◆ **Provided material**:
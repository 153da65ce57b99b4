//! Builders for raw messages and PDF fixtures.

#![allow(dead_code)]

use base64::engine::general_purpose::STANDARD;
use base64::Engine as _;

const BOUNDARY: &str = "----=_Part_0_mailfetch";

enum Attachment {
    File {
        filename: String,
        content_type: String,
        charset: Option<String>,
        data: Vec<u8>,
    },
    /// A whole message carried as message/rfc822.
    Message(Vec<u8>),
}

/// Builds RFC 5322 messages. Header values are written verbatim, so encoded
/// words can be passed in as-is.
pub struct MessageBuilder {
    subject: Option<String>,
    from: String,
    to: String,
    date: String,
    body: String,
    charset: String,
    boundary: String,
    attachments: Vec<Attachment>,
}

impl MessageBuilder {
    pub fn new() -> Self {
        Self {
            subject: None,
            from: "Billing <billing@example.com>".to_string(),
            to: "me@example.com".to_string(),
            date: "Tue, 14 May 2024 09:30:00 +0800".to_string(),
            body: String::new(),
            charset: "utf-8".to_string(),
            boundary: BOUNDARY.to_string(),
            attachments: Vec::new(),
        }
    }

    pub fn subject(mut self, subject: &str) -> Self {
        self.subject = Some(subject.to_string());
        self
    }

    pub fn from(mut self, from: &str) -> Self {
        self.from = from.to_string();
        self
    }

    pub fn body(mut self, body: &str) -> Self {
        self.body = body.to_string();
        self
    }

    /// Multipart boundary; nested messages need one of their own.
    pub fn boundary(mut self, boundary: &str) -> Self {
        self.boundary = boundary.to_string();
        self
    }

    pub fn attachment(mut self, filename: &str, content_type: &str, data: &[u8]) -> Self {
        self.attachments.push(Attachment::File {
            filename: filename.to_string(),
            content_type: content_type.to_string(),
            charset: None,
            data: data.to_vec(),
        });
        self
    }

    /// Text attachment whose bytes are in `charset`.
    pub fn text_attachment(
        mut self,
        filename: &str,
        content_type: &str,
        charset: &str,
        data: &[u8],
    ) -> Self {
        self.attachments.push(Attachment::File {
            filename: filename.to_string(),
            content_type: content_type.to_string(),
            charset: Some(charset.to_string()),
            data: data.to_vec(),
        });
        self
    }

    /// Forwards `message` as a message/rfc822 part.
    pub fn forward(mut self, message: Vec<u8>) -> Self {
        self.attachments.push(Attachment::Message(message));
        self
    }

    pub fn build(self) -> Vec<u8> {
        let mut out = String::new();
        if let Some(subject) = &self.subject {
            out.push_str(&format!("Subject: {}\r\n", subject));
        }
        out.push_str(&format!("From: {}\r\n", self.from));
        out.push_str(&format!("To: {}\r\n", self.to));
        out.push_str(&format!("Date: {}\r\n", self.date));
        out.push_str("MIME-Version: 1.0\r\n");

        if self.attachments.is_empty() {
            out.push_str(&format!(
                "Content-Type: text/plain; charset={}\r\n\r\n{}\r\n",
                self.charset, self.body
            ));
            return out.into_bytes();
        }

        let boundary = &self.boundary;
        out.push_str(&format!(
            "Content-Type: multipart/mixed; boundary=\"{}\"\r\n\r\n",
            boundary
        ));
        out.push_str(&format!("--{}\r\n", boundary));
        out.push_str(&format!(
            "Content-Type: text/plain; charset={}\r\n\r\n{}\r\n",
            self.charset, self.body
        ));

        for attachment in &self.attachments {
            out.push_str(&format!("--{}\r\n", boundary));
            match attachment {
                Attachment::File {
                    filename,
                    content_type,
                    charset,
                    data,
                } => {
                    let charset = charset
                        .as_ref()
                        .map(|c| format!("; charset={}", c))
                        .unwrap_or_default();
                    out.push_str(&format!(
                        "Content-Type: {}{}; name=\"{}\"\r\n",
                        content_type, charset, filename
                    ));
                    out.push_str(&format!(
                        "Content-Disposition: attachment; filename=\"{}\"\r\n",
                        filename
                    ));
                    out.push_str("Content-Transfer-Encoding: base64\r\n\r\n");
                    out.push_str(&wrap_base64(data));
                }
                Attachment::Message(message) => {
                    out.push_str("Content-Type: message/rfc822\r\n\r\n");
                    out.push_str(&String::from_utf8_lossy(message));
                    out.push_str("\r\n");
                }
            }
        }

        out.push_str(&format!("--{}--\r\n", boundary));
        out.into_bytes()
    }
}

impl Default for MessageBuilder {
    fn default() -> Self {
        Self::new()
    }
}

fn wrap_base64(data: &[u8]) -> String {
    let encoded = STANDARD.encode(data);
    let mut out = String::new();
    for chunk in encoded.as_bytes().chunks(76) {
        out.push_str(std::str::from_utf8(chunk).unwrap());
        out.push_str("\r\n");
    }
    out
}

/// A minimal valid PDF with `page_count` blank pages.
pub fn build_pdf(page_count: usize) -> Vec<u8> {
    use lopdf::{dictionary, Document, Object};

    let mut doc = Document::with_version("1.5");
    let pages_id = doc.new_object_id();
    let kids: Vec<Object> = (0..page_count)
        .map(|_| {
            doc.add_object(dictionary! {
                "Type" => "Page",
                "Parent" => pages_id,
                "MediaBox" => vec![0.into(), 0.into(), 595.into(), 842.into()],
            })
            .into()
        })
        .collect();

    doc.objects.insert(
        pages_id,
        Object::Dictionary(dictionary! {
            "Type" => "Pages",
            "Kids" => kids,
            "Count" => page_count as i64,
        }),
    );
    let catalog_id = doc.add_object(dictionary! {
        "Type" => "Catalog",
        "Pages" => pages_id,
    });
    doc.trailer.set("Root", catalog_id);

    let mut bytes = Vec::new();
    doc.save_to(&mut bytes).unwrap();
    bytes
}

◆ **Task statement**:
Set down each entry again, unchanged.

◆ **Exercise solution**:
repository 153da65ce57b99b4
//! Builders for raw messages and PDF fixtures.

#![allow(dead_code)]

use base64::engine::general_purpose::STANDARD;
use base64::Engine as _;

const BOUNDARY: &str = "----=_Part_0_mailfetch";

enum Attachment {
    File {
        filename: String,
        content_type: String,
        charset: Option<String>,
        data: Vec<u8>,
    },
    /// A whole message carried as message/rfc822.
    Message(Vec<u8>),
}

/// Builds RFC 5322 messages. Header values are written verbatim, so encoded
/// words can be passed in as-is.
pub struct MessageBuilder {
    subject: Option<String>,
    from: String,
    to: String,
    date: String,
    body: String,
    charset: String,
    boundary: String,
    attachments: Vec<Attachment>,
}

impl MessageBuilder {
    pub fn new() -> Self {
        Self {
            subject: None,
            from: "Billing <billing@example.com>".to_string(),
            to: "me@example.com".to_string(),
            date: "Tue, 14 May 2024 09:30:00 +0800".to_string(),
            body: String::new(),
            charset: "utf-8".to_string(),
            boundary: BOUNDARY.to_string(),
            attachments: Vec::new(),
        }
    }

    pub fn subject(mut self, subject: &str) -> Self {
        self.subject = Some(subject.to_string());
        self
    }

    pub fn from(mut self, from: &str) -> Self {
        self.from = from.to_string();
        self
    }

    pub fn body(mut self, body: &str) -> Self {
        self.body = body.to_string();
        self
    }

    /// Multipart boundary; nested messages need one of their own.
    pub fn boundary(mut self, boundary: &str) -> Self {
        self.boundary = boundary.to_string();
        self
    }

    pub fn attachment(mut self, filename: &str, content_type: &str, data: &[u8]) -> Self {
        self.attachments.push(Attachment::File {
            filename: filename.to_string(),
            content_type: content_type.to_string(),
            charset: None,
            data: data.to_vec(),
        });
        self
    }

    /// Text attachment whose bytes are in `charset`.
    pub fn text_attachment(
        mut self,
        filename: &str,
        content_type: &str,
        charset: &str,
        data: &[u8],
    ) -> Self {
        self.attachments.push(Attachment::File {
            filename: filename.to_string(),
            content_type: content_type.to_string(),
            charset: Some(charset.to_string()),
            data: data.to_vec(),
        });
        self
    }

    /// Forwards `message` as a message/rfc822 part.
    pub fn forward(mut self, message: Vec<u8>) -> Self {
        self.attachments.push(Attachment::Message(message));
        self
    }

    pub fn build(self) -> Vec<u8> {
        let mut out = String::new();
        if let Some(subject) = &self.subject {
            out.push_str(&format!("Subject: {}\r\n", subject));
        }
        out.push_str(&format!("From: {}\r\n", self.from));
        out.push_str(&format!("To: {}\r\n", self.to));
        out.push_str(&format!("Date: {}\r\n", self.date));
        out.push_str("MIME-Version: 1.0\r\n");

        if self.attachments.is_empty() {
            out.push_str(&format!(
                "Content-Type: text/plain; charset={}\r\n\r\n{}\r\n",
                self.charset, self.body
            ));
            return out.into_bytes();
        }

        let boundary = &self.boundary;
        out.push_str(&format!(
            "Content-Type: multipart/mixed; boundary=\"{}\"\r\n\r\n",
            boundary
        ));
        out.push_str(&format!("--{}\r\n", boundary));
        out.push_str(&format!(
            "Content-Type: text/plain; charset={}\r\n\r\n{}\r\n",
            self.charset, self.body
        ));

        for attachment in &self.attachments {
            out.push_str(&format!("--{}\r\n", boundary));
            match attachment {
                Attachment::File {
                    filename,
                    content_type,
                    charset,
                    data,
                } => {
                    let charset = charset
                        .as_ref()
                        .map(|c| format!("; charset={}", c))
                        .unwrap_or_default();
                    out.push_str(&format!(
                        "Content-Type: {}{}; name=\"{}\"\r\n",
                        content_type, charset, filename
                    ));
                    out.push_str(&format!(
                        "Content-Disposition: attachment; filename=\"{}\"\r\n",
                        filename
                    ));
                    out.push_str("Content-Transfer-Encoding: base64\r\n\r\n");
                    out.push_str(&wrap_base64(data));
                }
                Attachment::Message(message) => {
                    out.push_str("Content-Type: message/rfc822\r\n\r\n");
                    out.push_str(&String::from_utf8_lossy(message));
                    out.push_str("\r\n");
                }
            }
        }

        out.push_str(&format!("--{}--\r\n", boundary));
        out.into_bytes()
    }
}

impl Default for MessageBuilder {
    fn default() -> Self {
        Self::new()
    }
}

fn wrap_base64(data: &[u8]) -> String {
    let encoded = STANDARD.encode(data);
    let mut out = String::new();
    for chunk in encoded.as_bytes().chunks(76) {
        out.push_str(std::str::from_utf8(chunk).unwrap());
        out.push_str("\r\n");
    }
    out
}

/// A minimal valid PDF with `page_count` blank pages.
pub fn build_pdf(page_count: usize) -> Vec<u8> {
    use lopdf::{dictionary, Document, Object};

    let mut doc = Document::with_version("1.5");
    let pages_id = doc.new_object_id();
    let kids: Vec<Object> = (0..page_count)
        .map(|_| {
            doc.add_object(dictionary! {
                "Type" => "Page",
                "Parent" => pages_id,
                "MediaBox" => vec![0.into(), 0.into(), 595.into(), 842.into()],
            })
            .into()
        })
        .collect();

    doc.objects.insert(
        pages_id,
        Object::Dictionary(dictionary! {
            "Type" => "Pages",
            "Kids" => kids,
            "Count" => page_count as i64,
        }),
    );
    let catalog_id = doc.add_object(dictionary! {
        "Type" => "Catalog",
        "Pages" => pages_id,
    });
    doc.trailer.set("Root", catalog_id);

    let mut bytes = Vec::new();
    doc.save_to(&mut bytes).unwrap();
    bytes
}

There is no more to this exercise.